The 2020 NBA Draft arrives on Wednesday, Nov. 18 and, before the big day, the Peachtree Hoops staff is collaborating on a set of roundtable topics. In the third installment, we check in with prospects the Atlanta Hawks should not select at No. 6 overall.
Brad Rowland: There isn’t a lot the Hawks could do at No. 6 that I wouldn’t understand. A lot of this class comes down to personal preference, combined with roster needs, and even guys that I don’t prefer would be defensible for Atlanta. If I have to pick a consensus top-10 pick that I wouldn’t love, I’ll go with Obi Toppin. Toppin is an exceptionally talented offensive player and, quite honestly, I’m pretty confident he’s going to be a good offensive player in the NBA as well. However, it is a tough sell for Atlanta, with Toppin having glaring defensive question marks, and a player (John Collins) already on the roster that might just be the best-case scenario for Toppin himself. It’s not as if the value for Toppin at No. 6 would be crazy, but it’s not the way I’d go for the Hawks with their current roster construction and my projection of Toppin’s (harmful) defense.

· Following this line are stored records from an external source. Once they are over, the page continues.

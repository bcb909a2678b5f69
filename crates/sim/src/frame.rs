// SPDX-License-Identifier: Apache-2.0
// Copyright (c) 2026 Coact Contributors

//! Rendered frames and the bounded ring each session keeps for late
//! subscribers. Frames are never archived (spec §3): the ring only covers
//! the window a fresh subscriber needs to catch up within one tick.

use std::collections::VecDeque;

use serde::Serialize;

/// A single rendered frame. `image_bytes` is never empty — a driver that
/// renders a zero-byte image is treated as "no frame produced" and dropped
/// before reaching here (spec §8 boundary: "Frame with image size 0 is
/// never emitted").
#[derive(Debug, Clone, Serialize)]
pub struct Frame {
    pub session_id: String,
    pub frame_index: u64,
    pub sim_time: f64,
    pub produced_at: u64,
    pub image_bytes: bytes::Bytes,
}

impl Frame {
    /// Wire encoding for `WS /simulations/{id}/stream`: a short magic header
    /// followed by the index, sim time, and raw image bytes. Kept compact
    /// and binary since frames are high-frequency and bandwidth-sensitive.
    pub fn encode(&self) -> Vec<u8> {
        let mut out = Vec::with_capacity(2 + 8 + 8 + self.image_bytes.len());
        out.extend_from_slice(b"F1");
        out.extend_from_slice(&self.frame_index.to_be_bytes());
        out.extend_from_slice(&self.sim_time.to_be_bytes());
        out.extend_from_slice(&self.image_bytes);
        out
    }
}

/// Fixed-capacity ring of recently produced frames, newest at the back.
/// Used only to let a fresh local subscriber see the last few frames while
/// its substrate subscription catches up; the channel itself carries no
/// history (spec §4.1: pub/sub has "no replay").
pub struct FrameRing {
    capacity: usize,
    buf: VecDeque<Frame>,
}

impl FrameRing {
    pub fn new(capacity: usize) -> Self {
        Self { capacity: capacity.max(1), buf: VecDeque::with_capacity(capacity.max(1)) }
    }

    pub fn push(&mut self, frame: Frame) {
        if self.buf.len() == self.capacity {
            self.buf.pop_front();
        }
        self.buf.push_back(frame);
    }

    pub fn latest(&self) -> Option<&Frame> {
        self.buf.back()
    }

    pub fn since(&self, from_frame: u64) -> impl Iterator<Item = &Frame> {
        self.buf.iter().filter(move |f| f.frame_index >= from_frame)
    }
}
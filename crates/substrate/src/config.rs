// SPDX-License-Identifier: Apache-2.0
// Copyright (c) 2026 Coact Contributors

/// Configuration shared by every component that talks to the substrate.
///
/// Every field is bound to an environment variable, matching the teacher's
/// `#[arg(long, env = "...")]` idiom so it composes into each binary's own
/// `clap::Parser` via `#[command(flatten)]`.
#[derive(Debug, Clone, clap::Args)]
pub struct SubstrateConfig {
    /// Redis connection URL for the shared state substrate. Required.
    #[arg(long, env = "SUBSTRATE_URL")]
    pub substrate_url: String,

    /// This node's identifier. Random if unset.
    #[arg(long, env = "NODE_ID")]
    pub node_id: Option<String>,

    /// Interval between cross-node heartbeat publications.
    #[arg(long, default_value_t = 5000, env = "HEARTBEAT_INTERVAL_MS")]
    pub heartbeat_interval_ms: u64,

    /// TTL for exclusive ownership leases (sessions, locks).
    #[arg(long, default_value_t = 15000, env = "LEASE_TTL_MS")]
    pub lease_ttl_ms: u64,
}

impl SubstrateConfig {
    pub fn heartbeat_interval(&self) -> std::time::Duration {
        std::time::Duration::from_millis(self.heartbeat_interval_ms)
    }

    pub fn lease_ttl(&self) -> std::time::Duration {
        std::time::Duration::from_millis(self.lease_ttl_ms)
    }

    pub fn resolve_node_id(&self) -> coact_core::NodeId {
        match &self.node_id {
            Some(id) if !id.is_empty() => coact_core::NodeId(id.clone()),
            _ => coact_core::NodeId::from_env_or_random(),
        }
    }
}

Wes Morton: Obi Toppin is definitely the guy to avoid among the projected top 8 or so, in my humble opinion. The fit next to John Collins in the frontcourt may work offensively and possibly even excel, but it has a chance to be catastrophic on the defensive end, as neither have a long record of contesting shots at the rim or posing resistance in pick-and-roll coverages. The selection could force the hand of the organization to move pieces, most likely Collins, to facilitate the overall success of the team. I personally love the high skill level and efficiency of Toppin in a vacuum — he’s in my top-5 — probably more than the non-front office consensus, but the fit, put mildly, is less than ideal.
Glen Willis: Obi Toppin is an obvious answer here unless the Hawks have already decided they don’t want any part of John Collins’ next contract. But, if folk think Collins has been a defensive project then they probably should want no part of Toppin. But, I actually think Toppin isn’t a realistic draft target in this range. Onyeka Okungwu would be an interesting pick considering how many centers they already have on the roster. But Atlanta, in my opinion, shouldn’t use the pick on him unless they are OK with him playing very few meaningful minutes this season.

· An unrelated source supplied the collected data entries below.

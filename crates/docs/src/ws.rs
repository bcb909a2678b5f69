// SPDX-License-Identifier: Apache-2.0
// Copyright (c) 2026 Coact Contributors

//! `/v1/documents/{workspace_id}/{*path}` WebSocket handler (spec §6).

use std::sync::Arc;

use axum::extract::ws::{Message, WebSocket};
use axum::extract::{Path, State, WebSocketUpgrade};
use axum::response::IntoResponse;
use futures_util::{SinkExt, StreamExt};
use tokio::sync::mpsc;
use tracing::warn;
use uuid::Uuid;

use coact_substrate::keys;

use crate::messages::{AwarenessState, DocFrame};
use crate::registry::DocumentRegistry;

pub struct DocsState {
    pub registry: Arc<DocumentRegistry>,
}

pub async fn upgrade(
    State(state): State<Arc<DocsState>>,
    Path((workspace_id, path)): Path<(String, String)>,
    ws: WebSocketUpgrade,
) -> impl IntoResponse {
    ws.on_upgrade(move |socket| handle(socket, state, workspace_id, path))
}

async fn handle(socket: WebSocket, state: Arc<DocsState>, workspace_id: String, path: String) {
    let doc_id = keys::doc_id(&workspace_id, &path);
    let client_id = Uuid::new_v4().to_string();
    let (tx, mut rx) = mpsc::channel::<DocFrame>(64);

    let initial_state = match state.registry.join(&doc_id, &client_id, tx).await {
        Ok(bytes) => bytes,
        Err(e) => {
            warn!(doc_id, error = %e, "failed to join document session");
            return;
        }
    };

    let (mut ws_tx, mut ws_rx) = socket.split();
    if ws_tx.send(Message::Binary(DocFrame::Sync(initial_state).encode().into())).await.is_err() {
        state.registry.leave(&doc_id, &client_id).await;
        return;
    }

    loop {
        tokio::select! {
            outbound = rx.recv() => {
                match outbound {
                    Some(frame) => {
                        if ws_tx.send(Message::Binary(frame.encode().into())).await.is_err() {
                            break;
                        }
                    }
                    None => break,
                }
            }

            inbound = ws_rx.next() => {
                match inbound {
                    Some(Ok(Message::Binary(bytes))) => {
                        handle_inbound_frame(&state, &doc_id, &client_id, &bytes).await;
                    }
                    Some(Ok(Message::Close(_))) | None => break,
                    Some(Err(_)) => break,
                    _ => {}
                }
            }
        }
    }

    state.registry.leave(&doc_id, &client_id).await;
}

async fn handle_inbound_frame(state: &Arc<DocsState>, doc_id: &str, client_id: &str, bytes: &[u8]) {
    let frame = match DocFrame::decode(bytes) {
        Ok(f) => f,
        Err(e) => {
            warn!(doc_id, error = %e, "malformed document frame");
            return;
        }
    };
    match frame {
        DocFrame::Sync(update) => {
            if let Err(e) = state.registry.apply_update(doc_id, client_id, update).await {
                warn!(doc_id, error = %e, "failed to apply client update");
            }
        }
        DocFrame::Awareness(payload) => match serde_json::from_slice::<AwarenessState>(&payload) {
            Ok(awareness) => {
                if let Err(e) = state.registry.set_awareness(doc_id, client_id, awareness).await {
                    warn!(doc_id, error = %e, "failed to apply awareness update");
                }
            }
            Err(e) => warn!(doc_id, error = %e, "malformed awareness payload"),
        },
    }
}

Graham Chapple: Obi Toppin seems to be a popular choice but honestly anyone who would further clog the front court should be avoided, so that obviously throws Wiseman into the equation too (if he fell to No. 6 in the first place). It’s already a bit of a logjam up there... it doesn’t need any further complications.

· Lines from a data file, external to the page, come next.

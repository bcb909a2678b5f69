// SPDX-License-Identifier: Apache-2.0
// Copyright (c) 2026 Coact Contributors

//! True multi-node scenarios: two processes of the same component sharing
//! one substrate. A `"memory"` substrate is private to its process, so
//! these need a real Redis — set `COACT_TEST_REDIS_URL` to run them. Every
//! test here is `#[ignore]`d by default for that reason, the same way the
//! teacher's own NATS-backed scenarios are opt-in via a builder flag rather
//! than run on every `cargo test`.

use std::time::Duration;

use coact_specs::{test_redis_url, ServiceProcess};
use futures_util::{SinkExt, StreamExt};
use tokio_tungstenite::tungstenite::Message;

const TIMEOUT: Duration = Duration::from_secs(10);

macro_rules! require_redis {
    () => {
        match test_redis_url() {
            Some(url) => url,
            None => {
                eprintln!("skipping: set COACT_TEST_REDIS_URL to run multi-node scenarios");
                return Ok(());
            }
        }
    };
}

#[tokio::test]
#[ignore = "requires a real Redis; set COACT_TEST_REDIS_URL"]
async fn a_session_lease_held_by_one_node_rejects_creation_on_another() -> anyhow::Result<()> {
    let redis_url = require_redis!();

    let node_a = ServiceProcess::spawn("coact-sim", "COACT_SIM_HOST", "COACT_SIM_PORT", &redis_url, "sim-node-a", &[])?;
    let node_b = ServiceProcess::spawn("coact-sim", "COACT_SIM_HOST", "COACT_SIM_PORT", &redis_url, "sim-node-b", &[])?;
    node_a.wait_healthy(TIMEOUT).await?;
    node_b.wait_healthy(TIMEOUT).await?;

    let client = reqwest::Client::new();
    let body = serde_json::json!({
        "session_id": "shared-session",
        "engine": "mujoco",
        "model_path": "arm.xml",
        "width": 64,
        "height": 64,
        "fps": 30,
    });

    let first = client.post(format!("{}/v1/simulations/create", node_a.base_url())).json(&body).send().await?;
    assert_eq!(first.status().as_u16(), 201);

    let second = client.post(format!("{}/v1/simulations/create", node_b.base_url())).json(&body).send().await?;
    assert_eq!(second.status().as_u16(), 409, "a second node must not acquire the same session's lease");

    Ok(())
}

/// Spec §8 scenario 3: node A creates a session and holds its lease; once A
/// is killed without calling `delete`, the descriptor in the substrate
/// outlives it (no TTL), but the lease does not. After `LEASE_TTL_MS` +
/// slack, node B's `create` for the same `session_id` must succeed and
/// start stepping — the stale descriptor must never make the session
/// permanently unrecreatable.
#[tokio::test]
#[ignore = "requires a real Redis; set COACT_TEST_REDIS_URL"]
async fn a_crashed_node_releases_its_lease_for_takeover() -> anyhow::Result<()> {
    let redis_url = require_redis!();
    let short_lease = [("LEASE_TTL_MS", "1000")];

    let node_a =
        ServiceProcess::spawn("coact-sim", "COACT_SIM_HOST", "COACT_SIM_PORT", &redis_url, "sim-node-a", &short_lease)?;
    node_a.wait_healthy(TIMEOUT).await?;

    let client = reqwest::Client::new();
    let body = serde_json::json!({
        "session_id": "takeover-session",
        "engine": "mujoco",
        "model_path": "arm.xml",
        "width": 64,
        "height": 64,
        "fps": 30,
    });

    let first = client.post(format!("{}/v1/simulations/create", node_a.base_url())).json(&body).send().await?;
    assert_eq!(first.status().as_u16(), 201);

    // Kill node A without calling `delete` — the descriptor in the
    // substrate is left behind, exactly as a real crash would leave it.
    drop(node_a);

    // Wait past the lease TTL so it expires rather than being renewed.
    tokio::time::sleep(Duration::from_millis(1_500)).await;

    let node_b =
        ServiceProcess::spawn("coact-sim", "COACT_SIM_HOST", "COACT_SIM_PORT", &redis_url, "sim-node-b", &short_lease)?;
    node_b.wait_healthy(TIMEOUT).await?;

    let second = client.post(format!("{}/v1/simulations/create", node_b.base_url())).json(&body).send().await?;
    assert_eq!(
        second.status().as_u16(),
        201,
        "a node must be able to reconstruct a session once the prior holder's lease expires"
    );

    let state = client.get(format!("{}/v1/simulations/takeover-session/state", node_b.base_url())).send().await?;
    assert_eq!(state.status().as_u16(), 200, "node B must now be stepping the reconstructed session locally");

    Ok(())
}

#[tokio::test]
#[ignore = "requires a real Redis; set COACT_TEST_REDIS_URL"]
async fn signaling_relays_across_two_nodes_sharing_a_room() -> anyhow::Result<()> {
    let redis_url = require_redis!();

    let node_a =
        ServiceProcess::spawn("coact-signal", "COACT_SIGNAL_HOST", "COACT_SIGNAL_PORT", &redis_url, "signal-node-a", &[])?;
    let node_b =
        ServiceProcess::spawn("coact-signal", "COACT_SIGNAL_HOST", "COACT_SIGNAL_PORT", &redis_url, "signal-node-b", &[])?;
    node_a.wait_healthy(TIMEOUT).await?;
    node_b.wait_healthy(TIMEOUT).await?;

    let (mut alice, _) = tokio_tungstenite::connect_async(format!("{}/v1/signaling", node_a.ws_base_url())).await?;
    let (mut bob, _) = tokio_tungstenite::connect_async(format!("{}/v1/signaling", node_b.ws_base_url())).await?;

    let alice_welcome = recv_json(&mut alice).await?;
    let alice_id = alice_welcome["client_id"].as_str().unwrap_or_default().to_owned();

    alice
        .send(Message::Text(
            serde_json::to_string(&serde_json::json!({"type": "join", "room_id": "cross-node-room", "role": "a"}))?
                .into(),
        ))
        .await?;
    let _ = recv_json(&mut alice).await?;

    bob.send(Message::Text(
        serde_json::to_string(&serde_json::json!({"type": "join", "room_id": "cross-node-room", "role": "b"}))?
            .into(),
    ))
    .await?;
    let _ = recv_json(&mut bob).await?;

    bob.send(Message::Text(
        serde_json::to_string(&serde_json::json!({
            "type": "offer", "target_client_id": alice_id, "sdp": "v=0 cross-node",
        }))?
        .into(),
    ))
    .await?;

    let relayed = recv_json(&mut alice).await?;
    assert_eq!(relayed["type"], "offer");
    assert_eq!(relayed["sdp"], "v=0 cross-node");

    Ok(())
}

async fn recv_json(
    ws: &mut tokio_tungstenite::WebSocketStream<tokio_tungstenite::MaybeTlsStream<tokio::net::TcpStream>>,
) -> anyhow::Result<serde_json::Value> {
    let msg = tokio::time::timeout(TIMEOUT, ws.next())
        .await?
        .ok_or_else(|| anyhow::anyhow!("connection closed before expected message"))??;
    match msg {
        Message::Text(text) => Ok(serde_json::from_str(&text)?),
        other => anyhow::bail!("expected a text frame, got {other:?}"),
    }
}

Daniel Comer: I think most of us are in agreement on this one. Obi Tobbin was an incredible college player last season and I believe he’ll be a solid pro, but his skillset is too derivative of what the Hawks already have. There are some once-in-a-generation players that you draft regardless of need (looking at you, 1984 Portland Trail Blazers), but Tobbin isn’t that guy.
Rashad Milligan: Cole Anthony is my pick. But yes, as others have said for the sake of fit — Obi Toppin. Unless you flat out don’t expect to pay John Collins, then totally go for the best player in college basketball last season. The Hawks are in a position where they could use pretty much anyone available at No. 6.
Ryan Kerley: The popular answer here is Obi Toppin, and I agree. I also think Cole Anthony should be avoided, for the record. Toppin just does not fit well with Collins. They do a lot of the same things offensively and he is not a good defensive prospect. He is also 22. He is older than Trae Young. Let that settle in. He may have been the best player in college basketball last year, but he does not make sense for Atlanta.
Zach Hood: Obi Toppin and James Wiseman. Not to say neither of these players will pan out or be valuable commodities, Atlanta is just better off adding a more versatile prospect if they do pick at No. 6. They already have an offense-first four in John Collins, and ideally their center for the next three-plus years in Clint Capela. Extending down the board a little more, Kira Lewis is another player some have towards the top that the Hawks probably should avoid, mostly just due to size and position conflicts with Trae Young. For the sake of Lewis, hopefully he goes to a bad team that needs him to handle the ball for 30 minutes a night and develops.